• _REQUIREMENT_
Tally the lines in the data that follows that include the word "discard", and report nothing but the total.

Dataset entries
==*==
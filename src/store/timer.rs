use super::{EntityStore, StoreError, StoreResult, discard, settle};
use crate::connection::{Executor, Transaction, Transactional};
use crate::core::RowReader;
use crate::model::Timer;
use crate::model::schema::{COMMENT, COMPLETED, EMPLOYEE_ID, FINISH, START, UUID, VERSION};
use crate::statement::{Filter, Query, Statement};
use tracing::debug;

pub(crate) const ENTITY: &str = "timer";

const COLUMNS: [&str; 7] = [UUID, COMMENT, START, FINISH, COMPLETED, VERSION, EMPLOYEE_ID];

fn validate_create(timer: &Timer) -> StoreResult<()> {
    if timer.id.is_empty() {
        return Err(StoreError::validation("timer id is required"));
    }
    if timer.employee_id.is_empty() {
        return Err(StoreError::validation("timer employee id is required"));
    }
    if timer.start <= 0 {
        return Err(StoreError::validation(format!(
            "timer start must be positive, got {}",
            timer.start
        )));
    }
    validate_finish(timer)
}

fn validate_finish(timer: &Timer) -> StoreResult<()> {
    if timer.is_finished() && timer.finish < timer.start {
        return Err(StoreError::validation(format!(
            "timer finish {} is before start {}",
            timer.finish, timer.start
        )));
    }
    Ok(())
}

impl EntityStore {
    /// Inserts the timer at version 1 under an existing employee. When the id
    /// already exists, that timer takes the new comment and owner and its
    /// version is bumped instead.
    pub async fn timer_create<D>(&self, db: &D, timer: &Timer) -> StoreResult<Timer>
    where
        D: Transactional + ?Sized,
    {
        validate_create(timer)?;
        let mut tx = db.begin().await?;
        let outcome = self.timer_upsert(&mut *tx, timer).await;
        match settle(tx, outcome).await {
            Ok(created) => {
                debug!(timer = %created.id, employee = %created.employee_id, version = created.version, "timer created");
                Ok(created)
            }
            Err(err) => {
                debug!(timer = %timer.id, employee = %timer.employee_id, error = %err, "timer create failed");
                Err(err)
            }
        }
    }

    async fn timer_upsert(&self, tx: &mut dyn Transaction, timer: &Timer) -> StoreResult<Timer> {
        let table = &self.tables().timer;
        let owner = self.employee_key(tx, &timer.employee_id).await?.ok_or_else(|| {
            StoreError::ReferentialIntegrity(format!(
                "timer '{}' references missing employee '{}'",
                timer.id, timer.employee_id
            ))
        })?;

        let insert = Statement::insert(table.as_str())
            .value(UUID, timer.id.as_str())
            .value(COMMENT, timer.comment.as_str())
            .value(START, timer.start)
            .value(FINISH, timer.finish)
            .value(COMPLETED, timer.completed)
            .value(VERSION, 1i64)
            .value(EMPLOYEE_ID, owner)
            .build();

        match tx.execute(&insert).await {
            Ok(_) => {}
            Err(err) if err.is_unique_violation() => {
                let update = Statement::update(table.as_str())
                    .set(COMMENT, timer.comment.as_str())
                    .set(EMPLOYEE_ID, owner)
                    .increment(VERSION, 1)
                    .filter(Filter::new().eq(UUID, timer.id.as_str()));
                if tx.execute(&update).await? == 0 {
                    return Err(err.into());
                }
                debug!(timer = %timer.id, "create collided, updated in place");
            }
            Err(err) => return Err(err.into()),
        }

        self.timer_select(tx, Filter::new().eq(UUID, timer.id.as_str()))
            .await?
            .ok_or_else(|| StoreError::not_found(ENTITY, timer.id.as_str()))
    }

    async fn timer_select(&self, tx: &mut dyn Transaction, filter: Filter) -> StoreResult<Option<Timer>> {
        let query = Query::select(self.tables().timer.as_str(), COLUMNS).filter(filter);
        let Some(row) = tx.query_row(&query).await? else {
            return Ok(None);
        };

        let mut reader = RowReader::new(row);
        let mut timer = Timer {
            id: reader.text()?,
            comment: reader.text()?,
            start: reader.integer()?,
            finish: reader.integer()?,
            elapsed_time: 0,
            completed: reader.boolean()?,
            version: reader.integer()?,
            employee_id: String::new(),
        };
        let owner = reader.integer()?;
        timer.employee_id = self.employee_uuid(tx, owner).await?.ok_or_else(|| {
            StoreError::ReferentialIntegrity(format!(
                "timer '{}' references missing employee key {}",
                timer.id, owner
            ))
        })?;
        timer.elapsed_time = timer.elapsed();
        Ok(Some(timer))
    }

    /// Writes comment, finish and completed only if the row is still at
    /// `timer.version`. The finish is checked against the stored start.
    pub async fn timer_write<D>(&self, db: &D, timer: &Timer) -> StoreResult<Timer>
    where
        D: Transactional + ?Sized,
    {
        if timer.id.is_empty() {
            return Err(StoreError::validation("timer id is required"));
        }

        let mut tx = db.begin().await?;
        let outcome = self.timer_conditional_write(&mut *tx, timer).await;
        let written = settle(tx, outcome).await?;
        debug!(timer = %written.id, version = written.version, "timer written");
        Ok(written)
    }

    async fn timer_conditional_write(&self, tx: &mut dyn Transaction, timer: &Timer) -> StoreResult<Timer> {
        let update = Statement::update(self.tables().timer.as_str())
            .set(COMMENT, timer.comment.as_str())
            .set(FINISH, timer.finish)
            .set(COMPLETED, timer.completed)
            .increment(VERSION, 1)
            .filter(Filter::new().eq(UUID, timer.id.as_str()).eq(VERSION, timer.version));

        if tx.execute(&update).await? == 0 {
            return Err(StoreError::version_conflict(ENTITY, timer.id.as_str(), timer.version));
        }

        let filter = Filter::new()
            .eq(UUID, timer.id.as_str())
            .eq(VERSION, timer.version + 1);
        let written = self
            .timer_select(tx, filter)
            .await?
            .ok_or_else(|| StoreError::version_conflict(ENTITY, timer.id.as_str(), timer.version))?;
        validate_finish(&written)?;
        Ok(written)
    }

    pub async fn timer_read<D>(&self, db: &D, id: &str) -> StoreResult<Timer>
    where
        D: Transactional + ?Sized,
    {
        let mut tx = db.begin().await?;
        let outcome = self.timer_select(&mut *tx, Filter::new().eq(UUID, id)).await;
        discard(tx, outcome)
            .await?
            .ok_or_else(|| StoreError::not_found(ENTITY, id))
    }

    /// Deletes one timer, or all of them when `id` is `None`.
    pub async fn timer_delete<D>(&self, db: &D, id: Option<&str>) -> StoreResult<u64>
    where
        D: Executor + ?Sized,
    {
        let filter = id.map_or_else(Filter::all, |id| Filter::new().eq(UUID, id));
        let removed = db
            .execute(&Statement::delete(self.tables().timer.as_str(), filter))
            .await?;
        debug!(timer = id.unwrap_or("*"), removed, "timer deleted");
        Ok(removed)
    }
}

#[cfg(test)]
mod tests {
    use super::*;
    use crate::connection::memory::MemoryDatastore;
    use crate::model::{Employee, TableNames, schema};
    use crate::store::StoreConfig;

    async fn setup() -> (EntityStore, MemoryDatastore) {
        let tables = TableNames::default();
        let db = MemoryDatastore::with_tables(schema::tables(&tables)).unwrap();
        let store = EntityStore::new(StoreConfig::new(tables));
        store
            .employee_create(&db, &Employee::new("e1", "Antonio", "", "a@x.com"))
            .await
            .unwrap();
        (store, db)
    }

    #[tokio::test]
    async fn test_create_and_read() {
        let (store, db) = setup().await;
        let created = store
            .timer_create(&db, &Timer::new("t1", "e1", "standup", 1_000))
            .await
            .unwrap();

        assert_eq!(created.version, 1);
        assert_eq!(created.employee_id, "e1");
        assert_eq!(created.elapsed_time, 0);
        assert_eq!(store.timer_read(&db, "t1").await.unwrap(), created);
    }

    #[tokio::test]
    async fn test_finish_derives_elapsed_time() {
        let (store, db) = setup().await;
        let mut timer = store
            .timer_create(&db, &Timer::new("t1", "e1", "standup", 1_000))
            .await
            .unwrap();

        timer.finish = 4_000;
        timer.completed = true;
        let finished = store.timer_write(&db, &timer).await.unwrap();
        assert_eq!(finished.version, 2);
        assert_eq!(finished.elapsed_time, 3_000);
        assert!(finished.completed);

        let err = store.timer_write(&db, &timer).await.unwrap_err();
        assert!(err.is_version_conflict());
    }

    #[tokio::test]
    async fn test_finish_before_start_is_rejected() {
        let (store, db) = setup().await;
        let mut timer = store
            .timer_create(&db, &Timer::new("t1", "e1", "", 1_000))
            .await
            .unwrap();

        timer.finish = 10;
        assert!(store.timer_write(&db, &timer).await.unwrap_err().is_validation());
        assert_eq!(store.timer_read(&db, "t1").await.unwrap().version, 1);
    }

    #[tokio::test]
    async fn test_finish_checked_against_stored_start() {
        let (store, db) = setup().await;
        store
            .timer_create(&db, &Timer::new("t1", "e1", "", 1_000))
            .await
            .unwrap();

        let partial = Timer {
            finish: 10,
            completed: true,
            version: 1,
            ..Timer::new("t1", "", "", 0)
        };
        assert!(store.timer_write(&db, &partial).await.unwrap_err().is_validation());

        let stored = store.timer_read(&db, "t1").await.unwrap();
        assert_eq!(stored.version, 1);
        assert_eq!(stored.finish, 0);
        assert!(!stored.completed);

        let partial = Timer { finish: 1_500, ..partial };
        let finished = store.timer_write(&db, &partial).await.unwrap();
        assert_eq!(finished.start, 1_000);
        assert_eq!(finished.elapsed_time, 500);
    }

    #[tokio::test]
    async fn test_delete_one_is_idempotent() {
        let (store, db) = setup().await;
        for id in ["t1", "t2"] {
            store
                .timer_create(&db, &Timer::new(id, "e1", "", 1_000))
                .await
                .unwrap();
        }

        assert_eq!(store.timer_delete(&db, Some("t1")).await.unwrap(), 1);
        assert_eq!(store.timer_delete(&db, Some("t1")).await.unwrap(), 0);
        assert!(store.timer_read(&db, "t1").await.unwrap_err().is_not_found());
        assert_eq!(store.timer_read(&db, "t2").await.unwrap().version, 1);
    }

    #[tokio::test]
    async fn test_create_validation() {
        let (store, db) = setup().await;
        for timer in [
            Timer::new("", "e1", "", 1),
            Timer::new("t1", "", "", 1),
            Timer::new("t1", "e1", "", 0),
        ] {
            assert!(store.timer_create(&db, &timer).await.unwrap_err().is_validation());
        }
        assert_eq!(db.row_count("timer").await.unwrap(), 0);
    }

    #[tokio::test]
    async fn test_create_with_existing_id_moves_owner() {
        let (store, db) = setup().await;
        store
            .employee_create(&db, &Employee::new("e2", "Beth", "", "b@x.com"))
            .await
            .unwrap();
        store
            .timer_create(&db, &Timer::new("t1", "e1", "first", 1_000))
            .await
            .unwrap();

        let moved = store
            .timer_create(&db, &Timer::new("t1", "e2", "second", 2_000))
            .await
            .unwrap();
        assert_eq!(moved.version, 2);
        assert_eq!(moved.employee_id, "e2");
        assert_eq!(moved.comment, "second");
        assert_eq!(moved.start, 1_000);
        assert_eq!(db.row_count("timer").await.unwrap(), 1);
    }
}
==*==
• _ANSWER FOR THE TASK_
2